Thomas Mitchell was a great character actor; his best and most memorable performance, for me anyway, was the head of the family in The Fighting Sullivans. One scene is indelibly imprinted in my mind; I doubt there was a dry eye in the audience. View the video below from it's start, watch those 5 boys climb the water tower, along the tracks, the viewer expecting possible trouble, perhaps one falls off,....; their father was a brakeman on the railroad, in small-town Iowa. After the train passes the tower, skip ahead if you wish, to minute #8:00. Following is the scene of which I speak. The 5 Sullivan brothers, joining the Navy during WW-II, requested assignment together on the same ship, the USS Juneau, and they got it. Juneau was sunk by the Japanese on 13 Nov 1942, with the loss of 687 men, including the Sullivans. "USS The Sullivans (DD-537) is a Fletcher-classdestroyer. She is a United States Navy ship named in honor of the five Sullivan brothers (George, Francis, Joseph, Madison, and Albert) aged 20 to 27 who lost their lives when their ship, USS Juneau, was sunk by a Japanese submarine during the Naval Battle of Guadalcanal on 13 November 1942. This was the greatest military loss by any one American family during World War II.[1] She was also the first ship commissioned in the Navy that honored more than one person." That scene moved me more than any other I've seen. The movie depicting their lives is "The Fighting Sullivans", released in 1944. See: https://en.wikipedia.org/wiki/The_Fighting_Sullivans Frank
Frank, when I first joined here, you mentioned this film. We downloaded the film and watched it It was everything you said it was, such a good movie and yes, very sad
Yeah, that's tough to watch. I lost my oldest uncle, Charlie, who was on his way to fight in Europe. He volunteered because he was too old for the draft, but he couldn't NOT go, after seeing all of his younger friends being drafted. Just after advance basic training he boarded the S.S Dorchester, which took the northern route to try to avoid the subs, who tended to guard the south Atlantic. Just after midnight, the ship was hit by a German U-boat torpedo. Many men had taken off their life jackets because of the heat from the steam room, and were asleep. Panic and confusion prevailed, and only a few over 200 were saved, with almost 700 lost at sea within a few minutes due to water temperature being 34 degrees. A sad tragedy.

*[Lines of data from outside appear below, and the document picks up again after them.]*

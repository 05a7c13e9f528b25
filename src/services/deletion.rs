//! Two-phase deletion.
//!
//! Logical delete flips a row to LOG_DEL under its per-file lock. The
//! physical sweep later walks LOG_DEL rows past the grace window in keyset
//! pages, re-checks state under the same lock, refuses to touch any blob
//! still referenced by a NORMAL symbolic row, and applies the configured
//! physical strategy. Symbolic rows own no blob, so for them the strategy
//! call lands on an absent path and is a no-op by contract.

use chrono::{DateTime, Duration, Utc};
use sqlx::SqlitePool;

use crate::db::models::{PendingPhysicalDelete, STATUS_LOG_DEL, STATUS_NORMAL, STATUS_PHY_DEL};
use crate::error::{AppError, AppResult};
use crate::lock::{file_lock_key, NamedLocks};
use crate::services::files;
use crate::storage::paths::PathLayout;

/// Minimum age of a LOG_DEL row before the sweep will touch it.
pub fn pdelete_grace() -> Duration {
    Duration::hours(1)
}

/// Page size of the sweep's keyset scan.
const SWEEP_PAGE_SIZE: i64 = 500;

/// How a blob leaves the storage directory.
#[derive(Debug, Clone, Copy, PartialEq, Eq)]
pub enum PdeleteStrategy {
    /// Unlink in place.
    Direct,
    /// Rename into the trash directory (the default).
    Trash,
}

impl PdeleteStrategy {
    /// Unknown strategy names fall back to `Trash`.
    pub fn from_config(s: &str) -> Self {
        match s.to_ascii_lowercase().as_str() {
            "direct" => PdeleteStrategy::Direct,
            _ => PdeleteStrategy::Trash,
        }
    }

    /// Removes the blob for `file_id`. An already-absent file is success for
    /// both variants; that covers symbolic rows and lost races with manual
    /// cleanup.
    pub async fn delete(&self, layout: &PathLayout, file_id: &str) -> AppResult<()> {
        let from = layout.storage_path(file_id);
        let result = match self {
            PdeleteStrategy::Direct => tokio::fs::remove_file(&from).await,
            PdeleteStrategy::Trash => {
                tokio::fs::rename(&from, layout.trash_path(file_id)).await
            }
        };
        match result {
            Ok(()) => Ok(()),
            Err(e) if e.kind() == std::io::ErrorKind::NotFound => {
                tracing::info!(%file_id, "blob already absent, nothing to remove");
                Ok(())
            }
            Err(e) => Err(e.into()),
        }
    }
}

/// Logically deletes a file: NORMAL → LOG_DEL under the per-file lock.
pub async fn ldelete(pool: &SqlitePool, locks: &NamedLocks, file_id: &str) -> AppResult<()> {
    let file_id = file_id.trim();
    if file_id.is_empty() {
        return Err(AppError::BadRequest("fileId is required".into()));
    }

    let _lock = locks.acquire(&file_lock_key(file_id)).await;

    let f = files::find_file(pool, file_id)
        .await?
        .ok_or(AppError::FileNotFound)?;
    if f.is_deleted() {
        return Err(AppError::FileDeleted);
    }

    sqlx::query("UPDATE file SET status = ?, log_del_time = ? WHERE file_id = ?")
        .bind(STATUS_LOG_DEL)
        .bind(Utc::now())
        .bind(file_id)
        .execute(pool)
        .await?;
    tracing::info!(%file_id, "logically deleted");
    Ok(())
}

/// True when at least one NORMAL row still links to `file_id`.
pub async fn any_normal_link_to(pool: &SqlitePool, file_id: &str) -> AppResult<bool> {
    let id = sqlx::query_scalar::<_, i64>(
        "SELECT id FROM file WHERE link = ? AND status = ? LIMIT 1",
    )
    .bind(file_id)
    .bind(STATUS_NORMAL)
    .fetch_optional(pool)
    .await?;
    Ok(id.is_some())
}

/// LOG_DEL rows older than `before`, keyset-ordered by `id`.
pub async fn list_pending_physical(
    pool: &SqlitePool,
    before: DateTime<Utc>,
    id_offset: i64,
    limit: i64,
) -> AppResult<Vec<PendingPhysicalDelete>> {
    let l = sqlx::query_as::<_, PendingPhysicalDelete>(
        "SELECT id, file_id FROM file \
         WHERE id > ? AND status = ? AND log_del_time <= ? \
         ORDER BY id ASC LIMIT ?",
    )
    .bind(id_offset)
    .bind(STATUS_LOG_DEL)
    .bind(before)
    .bind(limit)
    .fetch_all(pool)
    .await?;
    Ok(l)
}

/// One physical delete attempt: LOG_DEL → PHY_DEL.
///
/// Re-validates state under the per-file lock and skips (without error)
/// when the row has moved on or is still referenced.
pub async fn phy_del_file(
    pool: &SqlitePool,
    layout: &PathLayout,
    locks: &NamedLocks,
    file_id: &str,
    strategy: PdeleteStrategy,
) -> AppResult<()> {
    let file_id = file_id.trim();
    if file_id.is_empty() {
        return Err(AppError::BadRequest("fileId is required".into()));
    }

    let _lock = locks.acquire(&file_lock_key(file_id)).await;

    let Some(f) = files::find_file(pool, file_id).await? else {
        return Ok(());
    };
    if !f.is_logically_deleted() {
        return Ok(());
    }

    // The blob may still back NORMAL symbolic rows; leave it for a later
    // sweep once those are gone.
    if any_normal_link_to(pool, file_id).await? {
        tracing::info!(%file_id, "still symbolically linked, skipping physical delete");
        return Ok(());
    }

    strategy.delete(layout, file_id).await?;

    sqlx::query("UPDATE file SET status = ?, phy_del_time = ? WHERE file_id = ?")
        .bind(STATUS_PHY_DEL)
        .bind(Utc::now())
        .bind(file_id)
        .execute(pool)
        .await?;
    tracing::info!(%file_id, "physically deleted");
    Ok(())
}

/// The physical delete sweep. Pages through eligible rows and attempts each
/// one; per-file failures are logged and left for the next cycle.
pub async fn remove_deleted(
    pool: &SqlitePool,
    layout: &PathLayout,
    locks: &NamedLocks,
    strategy: PdeleteStrategy,
) -> AppResult<()> {
    let before = Utc::now() - pdelete_grace();
    let mut min_id: i64 = 0;

    loop {
        let page = list_pending_physical(pool, before, min_id, SWEEP_PAGE_SIZE).await?;
        let Some(last) = page.last() else {
            return Ok(());
        };
        min_id = last.id;

        for f in &page {
            if let Err(e) = phy_del_file(pool, layout, locks, &f.file_id, strategy).await {
                tracing::error!(file_id = %f.file_id, ?strategy, "physical delete failed: {e}");
            }
        }
    }
}

#[cfg(test)]
mod tests {
    use super::*;
    use crate::services::files::upload;
    use crate::testutil;

    async fn backdate_log_del(pool: &SqlitePool, file_id: &str, hours: i64) {
        sqlx::query("UPDATE file SET log_del_time = ? WHERE file_id = ?")
            .bind(Utc::now() - Duration::hours(hours))
            .bind(file_id)
            .execute(pool)
            .await
            .unwrap();
    }

    async fn status_of(pool: &SqlitePool, file_id: &str) -> String {
        sqlx::query_scalar("SELECT status FROM file WHERE file_id = ?")
            .bind(file_id)
            .fetch_one(pool)
            .await
            .unwrap()
    }

    #[test]
    fn unknown_strategy_falls_back_to_trash() {
        assert_eq!(PdeleteStrategy::from_config("direct"), PdeleteStrategy::Direct);
        assert_eq!(PdeleteStrategy::from_config("TRASH"), PdeleteStrategy::Trash);
        assert_eq!(PdeleteStrategy::from_config("wat"), PdeleteStrategy::Trash);
        assert_eq!(PdeleteStrategy::from_config(""), PdeleteStrategy::Trash);
    }

    #[tokio::test]
    async fn ldelete_marks_and_stamps() {
        let ctx = testutil::ctx().await;
        let id = upload(&ctx.pool, &ctx.layout, &ctx.locks, &b"x"[..], "x.txt")
            .await
            .unwrap();

        ldelete(&ctx.pool, &ctx.locks, &id).await.unwrap();

        let f = files::find_file(&ctx.pool, &id).await.unwrap().unwrap();
        assert_eq!(f.status, STATUS_LOG_DEL);
        assert!(f.log_del_time.is_some());
        assert!(f.phy_del_time.is_none());
    }

    #[tokio::test]
    async fn ldelete_is_not_repeatable_and_requires_an_id() {
        let ctx = testutil::ctx().await;
        let id = upload(&ctx.pool, &ctx.layout, &ctx.locks, &b"x"[..], "x.txt")
            .await
            .unwrap();

        ldelete(&ctx.pool, &ctx.locks, &id).await.unwrap();
        assert!(matches!(
            ldelete(&ctx.pool, &ctx.locks, &id).await,
            Err(AppError::FileDeleted)
        ));
        assert!(matches!(
            ldelete(&ctx.pool, &ctx.locks, "file_missing").await,
            Err(AppError::FileNotFound)
        ));
        assert!(matches!(
            ldelete(&ctx.pool, &ctx.locks, "  ").await,
            Err(AppError::BadRequest(_))
        ));
    }

    #[tokio::test]
    async fn sweep_respects_the_grace_window() {
        let ctx = testutil::ctx().await;
        let id = upload(&ctx.pool, &ctx.layout, &ctx.locks, &b"x"[..], "x.txt")
            .await
            .unwrap();
        ldelete(&ctx.pool, &ctx.locks, &id).await.unwrap();

        // Freshly deleted: too young for the sweep.
        remove_deleted(&ctx.pool, &ctx.layout, &ctx.locks, PdeleteStrategy::Trash)
            .await
            .unwrap();
        assert_eq!(status_of(&ctx.pool, &id).await, STATUS_LOG_DEL);
        assert!(ctx.layout.storage_path(&id).exists());
    }

    #[tokio::test]
    async fn sweep_spares_owners_still_referenced() {
        let ctx = testutil::ctx().await;
        let owner = upload(&ctx.pool, &ctx.layout, &ctx.locks, &b"shared"[..], "s.txt")
            .await
            .unwrap();
        let twin = upload(&ctx.pool, &ctx.layout, &ctx.locks, &b"shared"[..], "s.txt")
            .await
            .unwrap();

        ldelete(&ctx.pool, &ctx.locks, &owner).await.unwrap();
        backdate_log_del(&ctx.pool, &owner, 2).await;

        remove_deleted(&ctx.pool, &ctx.layout, &ctx.locks, PdeleteStrategy::Trash)
            .await
            .unwrap();

        // The twin still reads through the owner's blob.
        assert_eq!(status_of(&ctx.pool, &owner).await, STATUS_LOG_DEL);
        assert!(ctx.layout.storage_path(&owner).exists());
        assert_eq!(status_of(&ctx.pool, &twin).await, STATUS_NORMAL);
    }

    #[tokio::test]
    async fn symbolic_then_owner_deletion_moves_blob_to_trash() {
        let ctx = testutil::ctx().await;
        let owner = upload(&ctx.pool, &ctx.layout, &ctx.locks, &b"shared"[..], "s.txt")
            .await
            .unwrap();
        let twin = upload(&ctx.pool, &ctx.layout, &ctx.locks, &b"shared"[..], "s.txt")
            .await
            .unwrap();

        // Phase 1: drop the symbolic row. No filesystem action — it owns no
        // blob, and the strategy call is a no-op on the absent path.
        ldelete(&ctx.pool, &ctx.locks, &twin).await.unwrap();
        backdate_log_del(&ctx.pool, &twin, 2).await;
        remove_deleted(&ctx.pool, &ctx.layout, &ctx.locks, PdeleteStrategy::Trash)
            .await
            .unwrap();

        assert_eq!(status_of(&ctx.pool, &twin).await, STATUS_PHY_DEL);
        assert!(ctx.layout.storage_path(&owner).exists());
        assert_eq!(status_of(&ctx.pool, &owner).await, STATUS_NORMAL);

        // Phase 2: now the owner is unreferenced; its blob moves to trash.
        ldelete(&ctx.pool, &ctx.locks, &owner).await.unwrap();
        backdate_log_del(&ctx.pool, &owner, 2).await;
        remove_deleted(&ctx.pool, &ctx.layout, &ctx.locks, PdeleteStrategy::Trash)
            .await
            .unwrap();

        assert_eq!(status_of(&ctx.pool, &owner).await, STATUS_PHY_DEL);
        assert!(!ctx.layout.storage_path(&owner).exists());
        assert!(ctx.layout.trash_path(&owner).exists());
        assert_eq!(
            std::fs::read(ctx.layout.trash_path(&owner)).unwrap(),
            b"shared"
        );
    }

    #[tokio::test]
    async fn direct_strategy_unlinks_in_place() {
        let ctx = testutil::ctx().await;
        let id = upload(&ctx.pool, &ctx.layout, &ctx.locks, &b"x"[..], "x.txt")
            .await
            .unwrap();
        ldelete(&ctx.pool, &ctx.locks, &id).await.unwrap();
        backdate_log_del(&ctx.pool, &id, 2).await;

        remove_deleted(&ctx.pool, &ctx.layout, &ctx.locks, PdeleteStrategy::Direct)
            .await
            .unwrap();

        assert_eq!(status_of(&ctx.pool, &id).await, STATUS_PHY_DEL);
        assert!(!ctx.layout.storage_path(&id).exists());
        assert!(!ctx.layout.trash_path(&id).exists());
    }

    #[tokio::test]
    async fn phy_del_skips_rows_that_moved_on() {
        let ctx = testutil::ctx().await;
        let id = upload(&ctx.pool, &ctx.layout, &ctx.locks, &b"x"[..], "x.txt")
            .await
            .unwrap();

        // Still NORMAL: nothing happens.
        phy_del_file(&ctx.pool, &ctx.layout, &ctx.locks, &id, PdeleteStrategy::Trash)
            .await
            .unwrap();
        assert_eq!(status_of(&ctx.pool, &id).await, STATUS_NORMAL);
        assert!(ctx.layout.storage_path(&id).exists());

        // Unknown row: also a no-op.
        phy_del_file(
            &ctx.pool,
            &ctx.layout,
            &ctx.locks,
            "file_missing",
            PdeleteStrategy::Trash,
        )
        .await
        .unwrap();
    }
}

I put a 'like' for your Uncle Charlie for his courage but not the sacrifice he made, may he be blessed always @Hugh Manely
The last few minutes of "Schindler's List". I don't think there was a dry eye coming out of that theater. I couldn't even talk.
Doctor Zhivago was a good one. It had it all - war, destitution, hunger, death, betrayal, unfaithful marriages. A passionate and sensitive doctor, also a poetry writer who is torn between his love for Lara (played by the stunning Julie Christie), and his wife Tonya, who is also his cousin, while caught in the midst of the Russian Civil War, and then WWI. Most of the scenes are shot with snow and frost all around so that it looks like ainter fairyland most of the time - that is, when people aren't trying to kill each other. But one of the most emotional scenes for me was (not exactly the end of the movie) when they had been together at the gardener's cottage, due to the main house being sealed and closed by the Communist. Due to circumstances (too complicated to cite), Lara has to leave for safety reasons, and Yuri (the doctor) was supposed to follow. As she leaves, a passenger on a horse sled carriage, he waves goodbye, but knows that he might not ever see her again. At that moment, his love for her overwhelms him so much that he runs up to the top floor with a window to get a view of her as she leaves. The window is too icy to see out of, so he find a metal stick beside the window and breaks it out, as he watches the carriage go off into the distance. We see his forlorn look of desperation of a lost love, as only Omar Sharif could do.
Can think of several, but scene from Steel Magnolias was good one. At the grave site when Sally Fields goes on rant claming she just wants to hit someone. Olivia Ducakis grabs Shirley McClain and says " here hit her"! Cried and laughter all at once.